// Employee service engine
// This contains the GraphQL resolvers and the storage implementations

//! # Engine Module
//!
//! The engine is the layer between the domain models and the outside world.
//!
//! ## Architecture Overview
//!
//! - **Domain Models**: Plain data (in `models/`)
//! - **Engine Layer**: Resolvers and stores (this module)
//! - **Server Layer**: HTTP server and GraphQL endpoint (in `server/`)
//!
//! ## Engine Components
//!
//! ### GraphQL Engine (`graphql` module)
//! - Schema types and the Query/Mutation resolvers
//! - Translates between GraphQL types and domain models
//! - Turns store errors into GraphQL errors with a `code` extension
//!
//! ### Storage (`storage` module)
//! - The `EmployeeStorage` trait every store implements
//! - The in-memory store
//!
//! ### Document Storage (`document` module)
//! - The persistent store: a document collection plus an id counter
//! - Seeding of an empty collection
//!
//! ### Sequence Counters (`sequence` module)
//! - Atomic increment-and-return counters used to mint ids
//!
//! ### NATS Storage (`nats_storage` module)
//! - JetStream key-value bucket for documents
//! - JetStream stream sequences for counters

/// GraphQL schema types, resolvers and schema builders
pub mod graphql;

/// Storage trait and in-memory store
pub mod storage;

/// Persistent store over a document collection and a sequence counter
pub mod document;

/// Named sequence counters
pub mod sequence;

/// NATS JetStream backend for the persistent store
pub mod nats_storage;

pub use graphql::{
    create_schema, create_schema_with_storage, schema_sdl, EmployeeGQL, EmployeeInputGQL,
    EmployeeSchema, Mutation, Query,
};
pub use storage::{EmployeeStorage, InMemoryStorage};
pub use document::{DocumentStorage, EmployeeCollection, EmployeeDocument, InMemoryCollection};
pub use sequence::{InMemorySequenceCounter, SequenceCounter};
pub use nats_storage::{NATSEmployeeCollection, NATSSequenceCounter, NATSStorage, NATSStorageConfig};
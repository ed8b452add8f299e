// GraphQL API for the employee service
// This maps the Query/Mutation fields onto whichever EmployeeStorage is configured

use std::sync::Arc;

use async_graphql::{Context, EmptySubscription, InputObject, Object, Schema, SimpleObject, ID};
use tracing::{debug, info, warn};

use crate::engine::storage::EmployeeStorage;
use crate::models::{Employee, EmployeeId, EmployeeInput};

// GraphQL types - these are the API representations of our domain models

#[derive(SimpleObject, Debug, Clone, PartialEq)]
#[graphql(name = "Employee")]
pub struct EmployeeGQL {
    pub id: ID,
    pub name: String,
    pub age: i32,
    pub job: String,
    pub language: String,
    pub pay: i32,
}

#[derive(InputObject, Debug, Clone)]
#[graphql(name = "EmployeeInput")]
pub struct EmployeeInputGQL {
    pub name: String,
    pub age: i32,
    pub job: String,
    pub language: String,
    pub pay: i32,
}

impl From<&Employee> for EmployeeGQL {
    fn from(employee: &Employee) -> Self {
        Self {
            id: ID(employee.id.to_string()),
            name: employee.name.clone(),
            age: employee.age,
            job: employee.job.clone(),
            language: employee.language.clone(),
            pay: employee.pay,
        }
    }
}

impl From<EmployeeInputGQL> for EmployeeInput {
    fn from(input: EmployeeInputGQL) -> Self {
        EmployeeInput {
            name: input.name,
            age: input.age,
            job: input.job,
            language: input.language,
            pay: input.pay,
        }
    }
}

fn storage<'a>(ctx: &Context<'a>) -> async_graphql::Result<&'a Arc<dyn EmployeeStorage>> {
    ctx.data::<Arc<dyn EmployeeStorage>>()
}

fn employee_id(id: ID) -> EmployeeId {
    EmployeeId::from(id.0)
}

// GraphQL Query root
pub struct Query;

#[Object]
impl Query {
    /// List all employees
    async fn employees(&self, ctx: &Context<'_>) -> async_graphql::Result<Vec<EmployeeGQL>> {
        let storage = storage(ctx)?;
        match storage.list_employees().await {
            Ok(employees) => Ok(employees.iter().map(EmployeeGQL::from).collect()),
            Err(e) => Err(e.into_graphql_error("Failed to list employees")),
        }
    }

    /// Get an employee by ID; null when no employee has this ID
    async fn employee(&self, ctx: &Context<'_>, id: ID) -> async_graphql::Result<Option<EmployeeGQL>> {
        let storage = storage(ctx)?;
        let id = employee_id(id);

        match storage.get_employee(&id).await {
            Ok(Some(employee)) => Ok(Some(EmployeeGQL::from(&employee))),
            Ok(None) => {
                debug!("Employee {} not found", id);
                Ok(None)
            }
            Err(e) => Err(e.into_graphql_error("Failed to get employee")),
        }
    }
}

// GraphQL Mutation root
pub struct Mutation;

#[Object]
impl Mutation {
    /// Create a new employee; the ID is assigned by the store
    async fn create_employee(
        &self,
        ctx: &Context<'_>,
        input: EmployeeInputGQL,
    ) -> async_graphql::Result<EmployeeGQL> {
        let storage = storage(ctx)?;

        let created = storage
            .create_employee(EmployeeInput::from(input))
            .await
            .map_err(|e| e.into_graphql_error("Failed to create employee"))?;

        info!("Created employee {} ({})", created.id, created.name);
        Ok(EmployeeGQL::from(&created))
    }

    /// Replace every field of an existing employee
    async fn update_employee(
        &self,
        ctx: &Context<'_>,
        id: ID,
        input: EmployeeInputGQL,
    ) -> async_graphql::Result<EmployeeGQL> {
        let storage = storage(ctx)?;
        let id = employee_id(id);

        match storage.update_employee(&id, EmployeeInput::from(input)).await {
            Ok(updated) => {
                info!("Updated employee {}", updated.id);
                Ok(EmployeeGQL::from(&updated))
            }
            Err(e) => {
                if e.is_not_found() {
                    warn!("Update of unknown employee {}", id);
                }
                Err(e.into_graphql_error("Failed to update employee"))
            }
        }
    }

    /// Delete an employee and return its ID
    async fn delete_employee(&self, ctx: &Context<'_>, id: ID) -> async_graphql::Result<ID> {
        let storage = storage(ctx)?;
        let id = employee_id(id);

        match storage.delete_employee(&id).await {
            Ok(deleted) => {
                info!("Deleted employee {}", deleted);
                Ok(ID(deleted.to_string()))
            }
            Err(e) => {
                if e.is_not_found() {
                    warn!("Delete of unknown employee {}", id);
                }
                Err(e.into_graphql_error("Failed to delete employee"))
            }
        }
    }
}

// Schema type alias
pub type EmployeeSchema = Schema<Query, Mutation, EmptySubscription>;

/// Create schema with storage backend
pub fn create_schema_with_storage(storage: Arc<dyn EmployeeStorage>) -> EmployeeSchema {
    Schema::build(Query, Mutation, EmptySubscription)
        .data(storage)
        .finish()
}

/// Create schema over a fresh in-memory store holding the sample rows
pub fn create_schema() -> EmployeeSchema {
    create_schema_with_storage(Arc::new(crate::engine::storage::InMemoryStorage::with_sample_data()))
}

/// SDL of the employee schema
pub fn schema_sdl() -> String {
    Schema::build(Query, Mutation, EmptySubscription).finish().sdl()
}
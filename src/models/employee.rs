// Employee domain model - the single entity managed by the service
//
// ## Model Overview
//
// An **Employee** is a flat record with an opaque identifier assigned by the
// store. Clients never choose ids; they send an **EmployeeInput** carrying
// every field except the id, and the store hands back the full record.
//
// ### Identity:
//
// - Ids are strings at the API boundary (GraphQL `ID!`)
// - The in-memory store mints them from a process-local sequence
// - The document store mints them from a persistent named counter and keeps
//   them as integers inside each document
// - Ids are never rewritten by an update

use serde::{Deserialize, Serialize};

/// Name of the sequence counter that mints employee ids
pub const EMPLOYEE_SEQUENCE: &str = "employee_id";

/// **Employee Identifier** - opaque, stable, assigned by the store
///
/// Stored as text so both store variants share one representation. The
/// document store additionally needs the numeric form, see [`EmployeeId::as_number`].
#[derive(Debug, Clone, PartialEq, Eq, Hash, PartialOrd, Ord, Serialize, Deserialize)]
pub struct EmployeeId(pub String);

impl EmployeeId {
    /// Get the identifier as a string slice
    ///
    /// ```rust
    /// # use employee_graphql::EmployeeId;
    /// let id = EmployeeId::from("7");
    /// assert_eq!(id.as_str(), "7");
    /// ```
    pub fn as_str(&self) -> &str {
        &self.0
    }

    /// Create an identifier from any string-like input
    pub fn new<S: Into<String>>(id: S) -> Self {
        EmployeeId(id.into())
    }

    /// Numeric form of the identifier, if it has one
    ///
    /// Surrounding whitespace is ignored; anything else that does not parse
    /// as a signed 64-bit integer yields `None`.
    ///
    /// ```rust
    /// # use employee_graphql::EmployeeId;
    /// assert_eq!(EmployeeId::from(" 12 ").as_number(), Some(12));
    /// assert_eq!(EmployeeId::from("abc").as_number(), None);
    /// ```
    pub fn as_number(&self) -> Option<i64> {
        self.0.trim().parse().ok()
    }
}

impl From<&str> for EmployeeId {
    fn from(s: &str) -> Self {
        EmployeeId(s.to_string())
    }
}

impl From<String> for EmployeeId {
    fn from(s: String) -> Self {
        EmployeeId(s)
    }
}

impl From<i64> for EmployeeId {
    fn from(n: i64) -> Self {
        EmployeeId(n.to_string())
    }
}

impl std::fmt::Display for EmployeeId {
    fn fmt(&self, f: &mut std::fmt::Formatter<'_>) -> std::fmt::Result {
        write!(f, "{}", self.0)
    }
}

/// **Employee** - a stored employee record
#[derive(Debug, Clone, PartialEq, Eq, Serialize, Deserialize)]
pub struct Employee {
    pub id: EmployeeId,
    pub name: String,
    pub age: i32,
    pub job: String,
    pub language: String,
    pub pay: i32,
}

impl Employee {
    /// Build a record from an id and an input payload
    pub fn from_input(id: impl Into<EmployeeId>, input: EmployeeInput) -> Self {
        Self {
            id: id.into(),
            name: input.name,
            age: input.age,
            job: input.job,
            language: input.language,
            pay: input.pay,
        }
    }

    /// Replace every non-id field with the values from `input`
    pub fn apply(&mut self, input: EmployeeInput) {
        self.name = input.name;
        self.age = input.age;
        self.job = input.job;
        self.language = input.language;
        self.pay = input.pay;
    }

    /// The non-id fields of this record as an input payload
    pub fn to_input(&self) -> EmployeeInput {
        EmployeeInput {
            name: self.name.clone(),
            age: self.age,
            job: self.job.clone(),
            language: self.language.clone(),
            pay: self.pay,
        }
    }
}

/// **Employee Input** - every employee field except the id
///
/// Used as the payload of both create and update. Consumed by the call it
/// is passed to.
#[derive(Debug, Clone, PartialEq, Eq, Serialize, Deserialize)]
pub struct EmployeeInput {
    pub name: String,
    pub age: i32,
    pub job: String,
    pub language: String,
    pub pay: i32,
}

impl EmployeeInput {
    pub fn new(
        name: impl Into<String>,
        age: i32,
        job: impl Into<String>,
        language: impl Into<String>,
        pay: i32,
    ) -> Self {
        Self {
            name: name.into(),
            age,
            job: job.into(),
            language: language.into(),
            pay,
        }
    }
}

/// The fixed rows every store starts with, in seeding order
pub fn sample_employees() -> Vec<EmployeeInput> {
    vec![
        EmployeeInput::new("John", 35, "frontend", "react", 400),
        EmployeeInput::new("Peter", 28, "backend", "java", 300),
        EmployeeInput::new("Sue", 38, "publisher", "javascript", 400),
        EmployeeInput::new("Susan", 45, "pm", "python", 500),
    ]
}

#[cfg(test)]
mod tests {
    use super::*;

    #[test]
    fn test_employee_id_creation() {
        let id1 = EmployeeId::from("3");
        let id2 = EmployeeId::from("3".to_string());
        let id3 = EmployeeId::new("3");
        let id4 = EmployeeId::from(3_i64);

        assert_eq!(id1, id2);
        assert_eq!(id2, id3);
        assert_eq!(id3, id4);
        assert_eq!(id1.to_string(), "3");
        assert_eq!(id1.as_number(), Some(3));
    }

    #[test]
    fn test_non_numeric_id_has_no_number() {
        assert_eq!(EmployeeId::from("").as_number(), None);
        assert_eq!(EmployeeId::from("1.5").as_number(), None);
        assert_eq!(EmployeeId::from("ten").as_number(), None);
    }

    #[test]
    fn test_apply_keeps_id() {
        let mut employee = Employee::from_input("2", sample_employees()[1].clone());
        employee.apply(EmployeeInput::new("Ann", 30, "qa", "go", 350));

        assert_eq!(employee.id.as_str(), "2");
        assert_eq!(employee.to_input(), EmployeeInput::new("Ann", 30, "qa", "go", 350));
    }

    #[test]
    fn test_sample_rows_order() {
        let names: Vec<String> = sample_employees().into_iter().map(|e| e.name).collect();
        assert_eq!(names, vec!["John", "Peter", "Sue", "Susan"]);
    }

    #[test]
    fn test_employee_serializes_flat() {
        let employee = Employee::from_input(1_i64, EmployeeInput::new("John", 35, "frontend", "react", 400));
        let json = serde_json::to_value(&employee).unwrap();

        assert_eq!(json["id"], "1");
        assert_eq!(json["name"], "John");
        assert_eq!(json["pay"], 400);
    }
}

** PROBLEM STATEMENT **
The lines to retype, exactly and only, run from the first line of the material through the line with "pub mod graphql;".

** TASK OUTPUT **
// Employee service engine
// This contains the GraphQL resolvers and the storage implementations

//! # Engine Module
//!
//! The engine is the layer between the domain models and the outside world.
//!
//! ## Architecture Overview
//!
//! - **Domain Models**: Plain data (in `models/`)
//! - **Engine Layer**: Resolvers and stores (this module)
//! - **Server Layer**: HTTP server and GraphQL endpoint (in `server/`)
//!
//! ## Engine Components
//!
//! ### GraphQL Engine (`graphql` module)
//! - Schema types and the Query/Mutation resolvers
//! - Translates between GraphQL types and domain models
//! - Turns store errors into GraphQL errors with a `code` extension
//!
//! ### Storage (`storage` module)
//! - The `EmployeeStorage` trait every store implements
//! - The in-memory store
//!
//! ### Document Storage (`document` module)
//! - The persistent store: a document collection plus an id counter
//! - Seeding of an empty collection
//!
//! ### Sequence Counters (`sequence` module)
//! - Atomic increment-and-return counters used to mint ids
//!
//! ### NATS Storage (`nats_storage` module)
//! - JetStream key-value bucket for documents
//! - JetStream stream sequences for counters

/// GraphQL schema types, resolvers and schema builders
pub mod graphql;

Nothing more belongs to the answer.